Biden’s campaign released a statement to media outlets, saying the meeting never took place.

“Investigations by the press, during impeachment, and even by two Republican-led Senate committees whose work was decried as ‘not legitimate’ and political by a GOP colleague have all reached the same conclusion: that Joe Biden carried out official U.S. policy toward Ukraine and engaged in no wrongdoing,“ the Biden campaign spokesman Andrew Bates said in a statement on Wednesday. ”Trump Administration officials have attested to these facts under oath.”

Isaac, who had social media posts that indicate he is a supporter of President Donald Trump, told Fox: “I just don’t know what to say, or what I’m allowed to say. I know that I saw, I saw stuff. And I was concerned. I was concerned that somebody might want to come looking for this stuff eventually and I wanted it out of my shop.”
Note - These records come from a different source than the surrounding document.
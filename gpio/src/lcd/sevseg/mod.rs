//! Short numbers and text on seven-segment digit positions of a segment LCD.
//!
//! [SevenSegment] binds two or three [Digit]s and renders strings into a [SegmentBuffer]. It never
//! touches the bus: after rendering, the caller has to flush the buffer (see
//! [SegmentLcd::flush](crate::lcd::ht1621::SegmentLcd::flush)) for anything to show up.

pub mod charset;

use log::{debug, trace};
use crate::lcd::ht1621::SegmentBuffer;
use crate::lcd::ht1621::segments::Digit;
pub use charset::{pattern_for, pattern_for_code};

/// The text shown when the input doesn't fit.
const BLANK: &str = "   ";

/// The digit positions a [SevenSegment] renders to, left to right.
#[derive(Copy, Clone, Debug, Eq, PartialEq)]
pub enum DigitBinding {
    Two([Digit; 2]),
    Three([Digit; 3]),
}

impl DigitBinding {
    pub fn digits(&self) -> &[Digit] {
        match self {
            DigitBinding::Two(digits) => digits,
            DigitBinding::Three(digits) => digits,
        }
    }
}

#[derive(Copy, Clone, Debug, Eq, PartialEq)]
pub struct SevenSegmentConfig {
    pub digits: DigitBinding,
    /// Reserved. No decimal point segment is bound, so this changes nothing yet.
    pub decimal_point: bool,
}

/// Renders short strings and integers onto 2 or 3 digit positions.
#[derive(Copy, Clone, Debug, Eq, PartialEq)]
pub struct SevenSegment {
    config: SevenSegmentConfig,
}

impl SevenSegment {
    pub fn new(config: SevenSegmentConfig) -> Self {
        Self { config }
    }

    pub fn two_digit(first: Digit, second: Digit) -> Self {
        Self::new(SevenSegmentConfig {
            digits: DigitBinding::Two([first, second]),
            decimal_point: false,
        })
    }

    pub fn three_digit(first: Digit, second: Digit, third: Digit) -> Self {
        Self::new(SevenSegmentConfig {
            digits: DigitBinding::Three([first, second, third]),
            decimal_point: false,
        })
    }

    pub fn with_decimal_point(mut self, decimal_point: bool) -> Self {
        self.config.decimal_point = decimal_point;
        self
    }

    pub fn config(&self) -> &SevenSegmentConfig {
        &self.config
    }

    pub fn digit_count(&self) -> usize {
        self.config.digits.digits().len()
    }

    /// Right-justifies `s` for this display.
    ///
    /// One and two character strings get leading spaces, three character strings are kept as
    /// they are (on two digits, the third character has nowhere to go and is dropped when
    /// rendering). Any other length, including empty, becomes three spaces.
    pub fn padded(&self, s: &str) -> String {
        match (s.chars().count(), self.digit_count()) {
            (1, 2) => format!(" {s}"),
            (1, _) => format!("  {s}"),
            (2, 2) | (3, _) => s.to_string(),
            (2, _) => format!(" {s}"),
            _ => BLANK.to_string(),
        }
    }

    /// Turns off every segment of every bound digit.
    pub fn blank(&self, buffer: &mut SegmentBuffer) {
        for digit in self.config.digits.digits() {
            for seg in digit.segments() {
                if !seg.is_nul() {
                    buffer.clear_seg(seg);
                }
            }
        }
    }

    /// Renders `s` into the buffer. Does not flush.
    ///
    /// All bound digits are blanked first, then the segments of each character of the
    /// [padded](Self::padded) string are lit, left to right.
    pub fn display_str(&self, buffer: &mut SegmentBuffer, s: &str) {
        self.blank(buffer);

        let text = self.padded(s);
        if text == BLANK && s != BLANK {
            debug!("{:?} doesn't fit {} digits, blanking", s, self.digit_count());
        }
        trace!("Rendering {:?}", text);

        for (digit, c) in self.config.digits.digits().iter().zip(text.chars()) {
            let pattern = pattern_for(c);
            for (i, seg) in digit.segments().into_iter().enumerate() {
                if pattern & (1 << (6 - i)) != 0 && !seg.is_nul() {
                    buffer.set_seg(seg);
                }
            }
        }
    }

    /// Renders `value` in decimal. Does not flush.
    pub fn display_int(&self, buffer: &mut SegmentBuffer, value: i32) {
        self.display_str(buffer, &value.to_string());
    }

    /// Renders `value` in uppercase hexadecimal. Does not flush.
    ///
    /// Negative values are shown in two's complement, which never fits and renders blank.
    pub fn display_int_hex(&self, buffer: &mut SegmentBuffer, value: i32) {
        self.display_str(buffer, &format!("{value:X}"));
    }
}

#[cfg(test)]
mod tests {
    use super::*;
    use crate::GpioDriver;
    use crate::lcd::ht1621::SegmentLcd;
    use crate::lcd::ht1621::driver::{GpioHT1621Driver, HT1621Timing};
    use crate::lcd::ht1621::segments::digits::{
        VOLT_ONES, VOLT_TENTHS, X_HUNDREDS_DIGIT, X_ONES, X_TENS, Y_HUNDREDS_DIGIT, Y_ONES, Y_TENS,
    };
    use crate::lcd::ht1621::segments::{Seg, X_HUNDREDS, Y_HUNDREDS};
    use crate::trace::{BusLines, Frame, TraceGpioDriver};

    fn y_axis() -> SevenSegment {
        SevenSegment::three_digit(Y_HUNDREDS_DIGIT, Y_TENS, Y_ONES)
    }

    /// Gets the pattern currently lit on a digit, in `0bABCDEFG` form.
    fn lit_pattern(buffer: &SegmentBuffer, digit: Digit) -> u8 {
        digit
            .segments()
            .into_iter()
            .enumerate()
            .filter(|&(_, seg)| buffer.is_set(seg))
            .fold(0, |pattern, (i, _)| pattern | 1 << (6 - i))
    }

    #[test]
    fn pads_short_strings() {
        let two = SevenSegment::two_digit(X_TENS, X_ONES);
        let three = SevenSegment::three_digit(X_HUNDREDS_DIGIT, X_TENS, X_ONES);

        assert_eq!(three.padded("5"), "  5");
        assert_eq!(two.padded("5"), " 5");
        assert_eq!(two.padded("12"), "12");
        assert_eq!(three.padded("12"), " 12");
        assert_eq!(two.padded("123"), "123");
        assert_eq!(three.padded("123"), "123");
    }

    #[test]
    fn blanks_strings_that_do_not_fit() {
        let two = SevenSegment::two_digit(X_TENS, X_ONES);
        let three = SevenSegment::three_digit(X_HUNDREDS_DIGIT, X_TENS, X_ONES);

        for display in [two, three] {
            assert_eq!(display.padded(""), "   ");
            assert_eq!(display.padded("1234"), "   ");
        }
    }

    #[test]
    fn renders_each_character_on_its_digit() {
        let display = SevenSegment::two_digit(VOLT_ONES, VOLT_TENTHS);
        let mut buffer = SegmentBuffer::new();

        display.display_str(&mut buffer, "42");

        assert_eq!(lit_pattern(&buffer, VOLT_ONES), pattern_for('4'));
        assert_eq!(lit_pattern(&buffer, VOLT_TENTHS), pattern_for('2'));
    }

    #[test]
    fn clears_segments_of_the_previous_render() {
        let display = SevenSegment::two_digit(X_TENS, X_ONES);
        let mut buffer = SegmentBuffer::new();

        display.display_str(&mut buffer, "88");
        display.display_str(&mut buffer, "17");

        assert_eq!(lit_pattern(&buffer, X_TENS), pattern_for('1'));
        assert_eq!(lit_pattern(&buffer, X_ONES), pattern_for('7'));

        display.display_str(&mut buffer, "");
        assert_eq!(lit_pattern(&buffer, X_TENS), 0);
        assert_eq!(lit_pattern(&buffer, X_ONES), 0);
    }

    #[test]
    fn leaves_other_segments_alone() {
        let display = SevenSegment::two_digit(X_TENS, X_ONES);
        let mut buffer = SegmentBuffer::new();
        buffer.fill(0xF0);

        display.display_str(&mut buffer, "  ");

        assert!(buffer.is_set(Y_HUNDREDS));
        assert_eq!(lit_pattern(&buffer, Y_TENS), 0b1111111);
        assert_eq!(lit_pattern(&buffer, X_TENS), 0);
    }

    #[test]
    fn third_character_is_dropped_on_two_digits() {
        let display = SevenSegment::two_digit(X_TENS, X_ONES);
        let mut buffer = SegmentBuffer::new();

        display.display_str(&mut buffer, "123");

        assert_eq!(lit_pattern(&buffer, X_TENS), pattern_for('1'));
        assert_eq!(lit_pattern(&buffer, X_ONES), pattern_for('2'));
    }

    #[test]
    fn hundreds_half_digit_shows_a_one() {
        let mut buffer = SegmentBuffer::new();

        y_axis().display_int(&mut buffer, 100);
        assert!(buffer.is_set(Y_HUNDREDS));
        assert_eq!(lit_pattern(&buffer, Y_TENS), pattern_for('0'));

        y_axis().display_int(&mut buffer, 99);
        assert!(!buffer.is_set(Y_HUNDREDS));
    }

    #[test]
    fn hundreds_half_digit_stays_dark_for_a_two() {
        let display = SevenSegment::three_digit(X_HUNDREDS_DIGIT, X_TENS, X_ONES);
        let mut buffer = SegmentBuffer::new();

        display.display_int(&mut buffer, 255);
        assert!(!buffer.is_set(X_HUNDREDS));
        assert_eq!(lit_pattern(&buffer, X_TENS), pattern_for('5'));
        assert_eq!(lit_pattern(&buffer, X_ONES), pattern_for('5'));

        display.display_int(&mut buffer, 200);
        assert!(!buffer.is_set(X_HUNDREDS));
    }

    #[test]
    fn integers_in_decimal() {
        let mut buffer = SegmentBuffer::new();

        y_axis().display_int(&mut buffer, -7);
        assert_eq!(lit_pattern(&buffer, Y_TENS), pattern_for('-'));
        assert_eq!(lit_pattern(&buffer, Y_ONES), pattern_for('7'));

        y_axis().display_int(&mut buffer, 1000);
        assert_eq!(buffer, SegmentBuffer::new());
    }

    #[test]
    fn negative_hex_renders_blank() {
        let mut buffer = SegmentBuffer::new();
        y_axis().display_int_hex(&mut buffer, -1);
        assert_eq!(buffer, SegmentBuffer::new());
    }

    #[test]
    fn decimal_point_flag_is_inert() {
        let mut plain = SegmentBuffer::new();
        let mut dotted = SegmentBuffer::new();

        y_axis().display_int(&mut plain, 42);
        y_axis().with_decimal_point(true).display_int(&mut dotted, 42);

        assert_eq!(plain, dotted);
        assert!(y_axis().with_decimal_point(true).config().decimal_point);
    }

    #[test]
    fn hex_255_end_to_end() {
        let gpio = TraceGpioDriver::new(3);
        let lines = BusLines { cs: 0, wr: 1, data: 2 };
        let mut cs = gpio.get_pin(lines.cs).unwrap();
        let mut wr = gpio.get_pin(lines.wr).unwrap();
        let mut data = gpio.get_pin(lines.data).unwrap();
        let (cs, wr, data) = (cs.as_output().unwrap(), wr.as_output().unwrap(), data.as_output().unwrap());
        let mut driver = GpioHT1621Driver::new(&*cs, &*wr, &*data).with_timing(HT1621Timing::none());
        let mut lcd = SegmentLcd::new(&mut driver);
        let display = y_axis();

        display.display_int_hex(lcd.buffer_mut(), 255);

        assert_eq!(display.padded("FF"), " FF");
        assert!(!lcd.buffer().is_set(Y_HUNDREDS));
        assert_eq!(lit_pattern(lcd.buffer(), Y_TENS), pattern_for('F'));
        assert_eq!(lit_pattern(lcd.buffer(), Y_ONES), pattern_for('F'));
        assert!(gpio.events().is_empty());

        lcd.flush().unwrap();

        let mut shown = SegmentBuffer::new();
        for frame in gpio.frames(lines) {
            let Frame::Data { address, nibble } = frame else {
                panic!("unexpected frame {frame:?}");
            };
            shown.set_byte(address, nibble << 4);
        }
        assert_eq!(&shown, lcd.buffer());
        for seg in Y_TENS.segments().into_iter().chain(Y_ONES.segments()) {
            assert_eq!(shown.is_set(seg), lcd.buffer().is_set(seg), "{seg:?}");
        }
        assert!(!shown.is_set(Seg::NUL));
    }
}
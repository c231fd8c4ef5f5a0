//! HT1621 LCD driver module.
//!
//! See [HT1621Driver] trait for the driver interface, and [GpioHT1621Driver] for the
//! implementation bit-banging the 3-wire bus over GPIO pins.

mod gpio;

use crate::GpioResult;
use std::fmt::Debug;
use std::time::Duration;
pub use gpio::*;

/// Largest value that fits in the 6-bit address field of a data frame.
pub const MAX_WIRE_ADDRESS: u8 = 0b0011_1111;

/// Configuration commands understood by the HT1621.
///
/// On the wire every command is the `100` mode tag followed by a 9-bit command word. The first bit
/// of that word is always `0`, the remaining 8 bits are the opcode stored here.
#[repr(u8)]
#[derive(Copy, Clone, Debug, Eq, PartialEq)]
pub enum Command {
    /// Turns off both the system oscillator and the LCD bias generator.
    SysDis = 0x00,
    /// Turns on the system oscillator.
    SysEn = 0x02,
    /// Turns off the LCD bias generator.
    LcdOff = 0x04,
    /// Turns on the LCD bias generator.
    LcdOn = 0x06,
    /// Disables the watchdog time-out flag output.
    WdtDis = 0x0A,
    /// Turns off the tone output.
    ToneOff = 0x10,
    /// Turns on the tone output.
    ToneOn = 0x12,
    /// System clock from an external 32 kHz crystal.
    Xtal = 0x28,
    /// System clock from the on-chip 256 kHz RC oscillator.
    Rc256 = 0x30,
    /// 1/3 bias, 4 commons.
    Bias = 0x52,
}

impl Command {
    /// Commands issued by [HT1621Driver::init], in order.
    pub const STARTUP: [Command; 6] = [
        Command::Rc256,
        Command::Bias,
        Command::SysDis,
        Command::WdtDis,
        Command::SysEn,
        Command::LcdOn,
    ];

    /// Gets the 8-bit opcode of the command.
    pub fn opcode(self) -> u8 {
        self as u8
    }
}

/// Bus timing of the HT1621 driver.
///
/// Every GPIO transition is written once and followed by the corresponding delay. A zero duration
/// skips the delay entirely.
#[derive(Copy, Clone, Debug, Eq, PartialEq)]
pub struct HT1621Timing {
    /// How long WR stays low, with DATA already set, before the rising edge.
    pub write_low: Duration,
    /// How long WR stays high after the rising edge, before the next bit.
    pub write_high: Duration,
    /// Delay between pulling CS low and the first clock of a frame.
    pub cs_setup: Duration,
    /// Minimum time CS stays high after a frame.
    pub cs_hold: Duration,
    /// Delay after switching the backlight.
    pub backlight_settle: Duration,
}

impl HT1621Timing {
    /// No delays at all. Useful for the in-memory backend.
    pub const fn none() -> Self {
        Self {
            write_low: Duration::ZERO,
            write_high: Duration::ZERO,
            cs_setup: Duration::ZERO,
            cs_hold: Duration::ZERO,
            backlight_settle: Duration::ZERO,
        }
    }
}

impl Default for HT1621Timing {
    /// WR low and high widths are above the 3.34 µs minimum of the HT1621 at 3 V.
    fn default() -> Self {
        Self {
            write_low: Duration::from_micros(4),
            write_high: Duration::from_micros(4),
            cs_setup: Duration::from_micros(1),
            cs_hold: Duration::from_micros(1),
            backlight_settle: Duration::from_millis(1),
        }
    }
}

/// The `HT1621Driver` trait defines a low-level interface for the Holtek HT1621 segment LCD
/// controller.
///
/// # Protocol
///
/// The controller is write-only here. Each transaction (frame) is bounded by CS being pulled low
/// and released high, and the bits are clocked MSB first, committed on the rising edge of WR.
/// There are two kinds of frames:
/// - **command**: `100` + `0` + 8-bit opcode, see [Command],
/// - **data**: `101` + 6-bit address + 4-bit data.
///
/// # Memory
///
/// The display RAM is 32 × 4 bits. Each address holds four segments, which is why only a nibble
/// is sent per data frame.
///
/// # Sources
///
/// - Holtek Semiconductor Inc., [“HT1621 RAM Mapping 32×4 LCD Controller for I/O MCU,”](https://www.seeedstudio.com/document/HT1621.pdf)
pub trait HT1621Driver: Debug {
    /// Puts the bus lines in their idle state and issues [Command::STARTUP].
    fn init(&mut self) -> GpioResult<()>;

    /// Sends a single configuration command.
    fn command(&mut self, command: Command) -> GpioResult<()> {
        self.send_command(command.opcode())
    }

    /// Turns on the system oscillator.
    fn sys_enable(&mut self) -> GpioResult<()> {
        self.command(Command::SysEn)
    }

    /// Turns off the system oscillator and the bias generator.
    fn sys_disable(&mut self) -> GpioResult<()> {
        self.command(Command::SysDis)
    }

    /// Turns the LCD bias generator, and thus the display, on.
    fn lcd_on(&mut self) -> GpioResult<()> {
        self.command(Command::LcdOn)
    }

    /// Turns the LCD bias generator, and thus the display, off. Display RAM is kept.
    fn lcd_off(&mut self) -> GpioResult<()> {
        self.command(Command::LcdOff)
    }

    /// Turns the tone output on or off.
    fn set_tone(&mut self, on: bool) -> GpioResult<()> {
        self.command(if on { Command::ToneOn } else { Command::ToneOff })
    }

    // Low-level frames
    // These are implemented by the driver implementation and used by everything above.

    /// Sends one command frame with the given opcode.
    fn send_command(&mut self, opcode: u8) -> GpioResult<()>;

    /// Sends one data frame, writing `nibble` at `address` of the display RAM.
    ///
    /// # Errors
    /// - `GpioError::InvalidArgument` if `address` is above [MAX_WIRE_ADDRESS] or `nibble` above `0xF`.
    fn write_address(&mut self, address: u8, nibble: u8) -> GpioResult<()>;

    /// Switches the backlight, if the driver has one.
    fn set_backlight(&mut self, on: bool) -> GpioResult<()>;
}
Hunter Biden, son of Vice President Joe Biden, waits for the start of his father's debate at Centre College in Danville, Ky., on Oct. 11, 2012. (Pablo Martinez Monsivais/AP Photo)
Hunter Biden, son of Vice President Joe Biden, waits for the start of his father's debate at Centre College in Danville, Ky., on Oct. 11, 2012. Pablo Martinez Monsivais/AP Photo

Isaac said a man who he believes was Hunter Biden dropped off three laptops in April 2019. Only one of the laptops was salvageable, and Isaac said he saw disturbing material. He said the customer didn’t return for the laptop within 90 days and he couldn’t get in contact with him.

“If I’m somebody that has no journalistic ability, no detective ability or investigative ability and I was able to find stuff in a short period of time, somebody else should have been able to find something to show,” Isaac told the news outlet.

In an interview with the Daily Beast, he said he tried to get in touch with the FBI but said, “They approached me.”

“I was afraid, I reached out to some people that I trusted, that could possibly get me in touch with the FBI,” he added. “Then they showed up.”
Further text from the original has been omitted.